In this guide, we will walk through the process of testing a CPU for unexpected speculative leaks with Revizor. We will also show how to analyze a contract violation discovered by this campaign.

This example is based on a real testing campaign that led to a discovery of Zero Division Injection, described in Hide&Seek with Spectres.

Preparation

We perform a fuzzing campaign in which we test arithmetic operations on an x86-64 CPUs. As the source of side channel information (i.e., the source of hardware traces), we chose L1D cache. In other words, this campaign will test the information that arithmetic operations can expose through an L1D cache.

For the sake of this example, let's assume that we do not know of any speculative vulnerabilities that could be triggered by these instructions. Accordingly, our expected contract is going to be ct-seq, a contract that describes cache leakage for non-speculating instructions.

We encode this setup in the following configuration file:

instruction_set: x86-64 # target instruction set

# define a pool of tested instructions
instruction_categories:
  - BASE-BINARY  # BINARY is a keyword for arithmetic operations

# by default, Revizor will not generate 64-bit divisions
# we disable this behavior
x86_disable_div64: false

# since we are relying on a cache side channel to collect hardware traces,
# we expect to observe the addresses of loads and stores in the traces,
# as well as the changes in the PC
contract_observation_clause: loads+stores+pc

# we expect to see not speculation in this fuzzing campaign
contract_execution_clause:
  - no_speculation

# use Prime+Probe to collect hardware traces
executor_mode: P+P

# enable some optimization features to make fuzzing faster
enable_speculation_filter: true
enable_observation_filter: true

# by default Revizor adds conditional branches to all test cases
# since we are not interested in branches in this experiment,
# disable them
min_bb_per_function: 1
max_bb_per_function: 1

We save the configuration into a file (config.yaml) and start a fuzzing campaign.

Fuzzing Campaign

We start Revizor with the following command:

rvzr fuzz -s base.json -c config.yaml -n 100000 -i 100 -w ./results
(use ./revizor.py instead of rvzr if you want to run Revizor directly from the source directory)

Here * -s base.json - tells Revizor where to find a description of the tested instructions * -c config.yaml - points Revizor to the configuration file described above * -n 100000 - number of randomly-generated programs to be tested.

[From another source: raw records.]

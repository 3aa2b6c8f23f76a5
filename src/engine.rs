//! Classification driver: grows the divisor graph one size at a time and classifies
//! every vertex at each size from `min_size` up to the requested maximum.

use serde::{Deserialize, Serialize};
use tracing::{debug, info};

use crate::error::{ConfigError, EngineError};
use crate::executor::{run_sequential, Execution, WorkerPool};
use crate::graph::DivisorGraph;
use crate::oracle::{EdmondsOracle, Matching, MatchingOracle};
use crate::partition::{Classification, Partition};
use crate::shortcut::{PrimeSet, Shortcut, ShortcutConfig};
use crate::strategy::{StepContext, Strategy};

/// Smallest board size the engine computes by default. Sizes 1..=3 are fixed constants.
pub const DEFAULT_MIN_SIZE: usize = 4;

// ============================================================================
// Configuration
// ============================================================================

/// Engine settings.
#[derive(Clone, Copy, Debug, PartialEq, Eq, Serialize, Deserialize)]
#[serde(default)]
pub struct EngineConfig {
    /// Classification strategy.
    pub strategy: Strategy,
    /// Sequential or parallel candidate testing.
    pub execution: Execution,
    /// Prime and twice-a-prime shortcuts.
    pub shortcut: ShortcutConfig,
    /// First size that is emitted.
    pub min_size: usize,
}

impl Default for EngineConfig {
    fn default() -> Self {
        Self {
            strategy: Strategy::Conserved,
            execution: Execution::Sequential,
            shortcut: ShortcutConfig::default(),
            min_size: DEFAULT_MIN_SIZE,
        }
    }
}

impl EngineConfig {
    /// Sets the strategy.
    pub fn with_strategy(mut self, strategy: Strategy) -> Self {
        self.strategy = strategy;
        self
    }

    /// Sets the execution mode.
    pub fn with_execution(mut self, execution: Execution) -> Self {
        self.execution = execution;
        self
    }

    /// Switches to parallel execution with `workers` workers.
    ///
    /// # Errors
    /// [`ConfigError::NonPositiveWorkers`] if `workers <= 0`.
    pub fn with_workers(self, workers: i64) -> Result<Self, ConfigError> {
        Ok(self.with_execution(Execution::parallel(workers)?))
    }

    /// Sets the shortcut configuration.
    pub fn with_shortcut(mut self, shortcut: ShortcutConfig) -> Self {
        self.shortcut = shortcut;
        self
    }

    /// Sets the first emitted size.
    pub fn with_min_size(mut self, min_size: usize) -> Self {
        self.min_size = min_size;
        self
    }

    fn validate(&self) -> Result<(), ConfigError> {
        if self.min_size < 2 {
            return Err(ConfigError::MinimumSize { got: self.min_size });
        }
        Ok(())
    }
}

// ============================================================================
// Engine
// ============================================================================

/// Classifies board sizes with a fixed configuration and matching oracle.
///
/// # Example
///
/// ```
/// use divmatch::engine::{Engine, EngineConfig};
/// use divmatch::strategy::Strategy;
///
/// let engine = Engine::new(EngineConfig::default().with_strategy(Strategy::Discovery))?;
/// let steps = engine.classify_range(7)?;
/// let seven = steps.get(7).unwrap();
/// assert_eq!(seven.trues().iter().copied().collect::<Vec<_>>(), vec![5, 7]);
/// # Ok::<(), divmatch::error::EngineError>(())
/// ```
#[derive(Clone, Debug)]
pub struct Engine<O = EdmondsOracle> {
    config: EngineConfig,
    oracle: O,
}

impl Engine {
    /// Engine backed by [`EdmondsOracle`].
    ///
    /// # Errors
    /// Rejects a minimum size below 2.
    pub fn new(config: EngineConfig) -> Result<Self, ConfigError> {
        Self::with_oracle(config, EdmondsOracle)
    }
}

impl<O: MatchingOracle> Engine<O> {
    /// Engine backed by a caller-supplied oracle.
    ///
    /// # Errors
    /// Rejects a minimum size below 2.
    pub fn with_oracle(config: EngineConfig, oracle: O) -> Result<Self, ConfigError> {
        config.validate()?;
        Ok(Self { config, oracle })
    }

    /// The configuration in use.
    pub fn config(&self) -> &EngineConfig {
        &self.config
    }

    /// Classifies every size from `min_size` to `max_size`, in order.
    ///
    /// Each emitted partition is an owned snapshot; later steps never mutate it.
    ///
    /// # Errors
    /// - [`ConfigError::EmptyRange`] if `max_size` is 0.
    /// - [`EngineError::OracleContract`] if the oracle returns something other than an
    ///   exact maximum matching of the graph it was given.
    /// - [`EngineError::ThreadPool`] / [`EngineError::WorkerPanicked`] for parallel
    ///   execution failures.
    pub fn classify_range(&self, max_size: usize) -> Result<Classification, EngineError> {
        if max_size == 0 {
            return Err(ConfigError::EmptyRange.into());
        }
        let EngineConfig {
            strategy,
            execution,
            shortcut,
            min_size,
        } = self.config;
        info!(%strategy, %execution, min_size, max_size, "classifying");

        let mut pool = execution.workers().map(WorkerPool::new).transpose()?;
        let mut graph = DivisorGraph::new();
        let mut primes = PrimeSet::new();
        let mut previous: Option<Partition> = None;
        let mut carried: Option<Matching> = None;
        let mut out = Classification::new();
        let mut total_calls = 0usize;

        for n in 1..=max_size {
            graph.extend(n);
            if let Some(pool) = pool.as_mut() {
                pool.extend(n);
            }
            primes.observe(&graph, n);
            if n < min_size {
                continue;
            }

            let shortcut_taken = previous
                .as_ref()
                .and_then(|prev| Shortcut::select(&shortcut, &primes, n).map(|sc| (sc, prev)));
            let partition = if let Some((sc, prev)) = shortcut_taken {
                if !sc.keeps_weight() {
                    carried = None;
                }
                debug!(size = n, shortcut = ?sc, "shortcut");
                sc.apply(n, prev)
            } else {
                // Sizes below 4 have fixed partitions, usable as a seed.
                let known = Partition::known(n - 1);
                let plan = strategy.plan(StepContext {
                    graph: &graph,
                    oracle: &self.oracle,
                    size: n,
                    previous: previous.as_ref().or(known.as_ref()),
                    carried: &mut carried,
                })?;
                let (seed_calls, seed_resolved, pending) =
                    (plan.oracle_calls, plan.propagated, plan.to_check.len());

                let outcome = match pool.as_mut() {
                    Some(pool) => pool.run(&self.oracle, plan, strategy.sharding())?,
                    None => run_sequential(&mut graph, &self.oracle, plan)?,
                };
                let calls = seed_calls + outcome.oracle_calls;
                total_calls += calls;
                debug!(
                    size = n,
                    pending,
                    oracle_calls = calls,
                    propagated = seed_resolved + outcome.propagated,
                    "step classified"
                );
                outcome.partition
            };

            debug_assert!(partition.is_complete_for(n), "incomplete partition at size {n}");
            out.insert(n, partition.clone());
            previous = Some(partition);
        }

        info!(
            steps = out.len(),
            primes = primes.len(),
            oracle_calls = total_calls,
            "classification finished"
        );
        Ok(out)
    }
}

/// One-shot classification with the default oracle and shortcut settings.
///
/// `workers` of `None` runs sequentially.
///
/// # Errors
/// [`ConfigError::NonPositiveWorkers`] (wrapped) for `Some(k)` with `k <= 0`, plus every
/// error of [`Engine::classify_range`].
pub fn classify_range(
    max_size: usize,
    strategy: Strategy,
    workers: Option<i64>,
) -> Result<Classification, EngineError> {
    let mut config = EngineConfig::default().with_strategy(strategy);
    if let Some(k) = workers {
        config = config.with_workers(k)?;
    }
    Engine::new(config)?.classify_range(max_size)
}

// ============================================================================
// Tests
// ============================================================================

Note that 100k programs will be tested only if none of them surfaces a contract violation; otherwise, Revizor will stop as soon as it detects a violation * -i 100 - number of inputs per test case * -w ./results - directory where the detected violations will be stored.

After about an hour of fuzzing, Revizor finds a violation, saves the corresponding program into ./results/violation<timestamp>.asm, and terminates.

The violation on its own is already a sign that something unexpected is going on: Since we were testing against a contract that does not permit speculation (no_speculation in config.yaml), this violation indicates that Revizor found a program that speculatively leaks information. This is a new finding because there has been previously no reports of speculative leaks caused by arithmetic instructions.

Analyzing The Violation

The next step is to find out what caused this violation. The program that surfaced a violation looks like this:

.intel_syntax noprefix
MFENCE # instrumentation
.test_case_enter:
.function_main:
.bb_main.entry:
JMP .bb_main.0
.bb_main.0:
AND RAX, 0b1111111111111 # instrumentation
LOCK SBB word ptr [R14 + RAX], DX
SUB RAX, -63
NEG BX
INC DL
AND RAX, 0b1111111111111 # instrumentation
LOCK ADC dword ptr [R14 + RAX], -12
AND RBX, 0b1111111111111 # instrumentation
SUB CL, byte ptr [R14 + RBX]
AND RDI, 0b1111111111111 # instrumentation
CMP word ptr [R14 + RDI], -24
CMP RAX, 382711631
AND RBX, 0b1111111111111 # instrumentation
LOCK DEC byte ptr [R14 + RBX]
IMUL CL
SBB AL, -106
CMP RAX, 383545172
AND RBX, 0b1111111111111 # instrumentation
SBB DL, byte ptr [R14 + RBX]
AND RBX, 0b1111111111111 # instrumentation
ADD word ptr [R14 + RBX], -102
AND RBX, 0b1111111111111 # instrumentation
LOCK INC dword ptr [R14 + RBX]
AND RSI, 0b1111111111111 # instrumentation
ADD EDX, dword ptr [R14 + RSI]
SUB AL, 66
OR RBX, 1 # instrumentation
AND RDX, RBX # instrumentation
SHR RDX, 1 # instrumentation
DIV RBX
IMUL ESI, EBX
AND RDX, 0b1111111111111 # instrumentation
MUL dword ptr [R14 + RDX]
AND RAX, 0b1111111111111 # instrumentation
LOCK SBB byte ptr [R14 + RAX], CL
ADC DIL, 32
SBB BL, DL
OR RSI, 1 # instrumentation
AND RDX, RSI # instrumentation
SHR RDX, 1 # instrumentation
DIV RSI
.bb_main.exit:
.test_case_exit:
MFENCE # instrumentation
(Note: if you're following along this guide, your detected violation is going to contain a completely different assembly. But don't worry about it, the analysis process is going to be the same.)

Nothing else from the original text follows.